Top of Data excerpts

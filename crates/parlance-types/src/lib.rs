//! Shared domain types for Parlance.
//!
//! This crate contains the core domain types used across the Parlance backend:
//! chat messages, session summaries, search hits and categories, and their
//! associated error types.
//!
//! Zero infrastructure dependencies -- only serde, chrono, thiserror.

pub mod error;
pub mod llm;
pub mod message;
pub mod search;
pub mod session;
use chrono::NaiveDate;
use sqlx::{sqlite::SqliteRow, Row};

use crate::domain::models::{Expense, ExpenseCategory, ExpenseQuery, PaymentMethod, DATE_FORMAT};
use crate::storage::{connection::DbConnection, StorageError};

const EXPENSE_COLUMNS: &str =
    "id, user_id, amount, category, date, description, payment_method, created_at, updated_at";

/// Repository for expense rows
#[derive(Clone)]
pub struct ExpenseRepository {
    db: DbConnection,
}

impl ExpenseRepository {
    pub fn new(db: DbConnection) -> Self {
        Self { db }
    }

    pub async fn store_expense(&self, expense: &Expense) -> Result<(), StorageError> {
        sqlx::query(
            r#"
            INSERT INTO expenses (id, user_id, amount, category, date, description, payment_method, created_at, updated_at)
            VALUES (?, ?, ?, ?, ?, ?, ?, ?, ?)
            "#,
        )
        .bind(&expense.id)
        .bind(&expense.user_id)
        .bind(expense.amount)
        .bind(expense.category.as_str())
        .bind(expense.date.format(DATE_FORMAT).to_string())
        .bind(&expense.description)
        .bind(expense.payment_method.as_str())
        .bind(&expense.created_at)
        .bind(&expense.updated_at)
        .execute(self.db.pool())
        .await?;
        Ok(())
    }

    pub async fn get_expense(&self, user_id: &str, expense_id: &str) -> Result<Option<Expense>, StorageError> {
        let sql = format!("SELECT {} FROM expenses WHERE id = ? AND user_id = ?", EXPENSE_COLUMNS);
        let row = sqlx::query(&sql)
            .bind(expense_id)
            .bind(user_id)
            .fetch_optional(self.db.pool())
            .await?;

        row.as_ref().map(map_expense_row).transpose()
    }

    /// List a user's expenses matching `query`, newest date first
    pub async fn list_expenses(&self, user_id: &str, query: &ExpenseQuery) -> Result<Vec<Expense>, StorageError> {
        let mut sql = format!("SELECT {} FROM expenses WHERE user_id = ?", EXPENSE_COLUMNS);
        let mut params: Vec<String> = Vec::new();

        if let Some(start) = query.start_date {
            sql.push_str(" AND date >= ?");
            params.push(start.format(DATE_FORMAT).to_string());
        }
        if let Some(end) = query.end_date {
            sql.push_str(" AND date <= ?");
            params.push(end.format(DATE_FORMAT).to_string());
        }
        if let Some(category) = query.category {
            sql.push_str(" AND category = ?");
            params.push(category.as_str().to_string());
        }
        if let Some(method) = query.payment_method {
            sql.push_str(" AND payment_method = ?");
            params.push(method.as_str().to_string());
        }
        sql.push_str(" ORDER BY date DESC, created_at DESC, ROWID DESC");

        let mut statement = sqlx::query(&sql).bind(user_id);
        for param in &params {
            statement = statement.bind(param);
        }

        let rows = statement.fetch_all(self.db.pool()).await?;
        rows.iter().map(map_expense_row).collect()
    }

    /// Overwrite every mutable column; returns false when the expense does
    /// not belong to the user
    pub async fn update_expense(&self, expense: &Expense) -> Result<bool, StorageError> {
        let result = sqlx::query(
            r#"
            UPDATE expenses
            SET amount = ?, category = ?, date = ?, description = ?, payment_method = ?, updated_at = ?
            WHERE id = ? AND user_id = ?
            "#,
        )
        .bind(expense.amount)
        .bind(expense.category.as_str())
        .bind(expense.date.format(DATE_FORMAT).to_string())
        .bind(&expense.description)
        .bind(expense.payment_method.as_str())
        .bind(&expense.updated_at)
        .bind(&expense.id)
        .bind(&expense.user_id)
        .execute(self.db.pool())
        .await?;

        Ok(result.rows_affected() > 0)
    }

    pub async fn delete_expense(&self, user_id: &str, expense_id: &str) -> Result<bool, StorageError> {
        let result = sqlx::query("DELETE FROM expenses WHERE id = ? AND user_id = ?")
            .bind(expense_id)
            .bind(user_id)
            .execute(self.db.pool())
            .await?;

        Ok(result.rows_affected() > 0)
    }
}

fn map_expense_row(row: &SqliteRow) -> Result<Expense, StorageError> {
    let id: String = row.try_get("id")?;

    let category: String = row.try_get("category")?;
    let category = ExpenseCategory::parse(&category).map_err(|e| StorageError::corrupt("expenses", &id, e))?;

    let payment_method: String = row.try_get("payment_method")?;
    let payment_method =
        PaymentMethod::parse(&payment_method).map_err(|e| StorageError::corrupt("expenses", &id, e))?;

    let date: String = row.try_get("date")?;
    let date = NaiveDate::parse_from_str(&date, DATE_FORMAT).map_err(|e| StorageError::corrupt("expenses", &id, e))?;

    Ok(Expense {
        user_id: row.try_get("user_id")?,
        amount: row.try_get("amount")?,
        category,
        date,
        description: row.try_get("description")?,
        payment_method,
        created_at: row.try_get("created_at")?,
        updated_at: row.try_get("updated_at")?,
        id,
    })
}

Bottom of Data excerpts

*To do:* In the listing above, locate each line with "start" and copy it.

*Your response:*
        if let Some(start) = query.start_date {
            params.push(start.format(DATE_FORMAT).to_string());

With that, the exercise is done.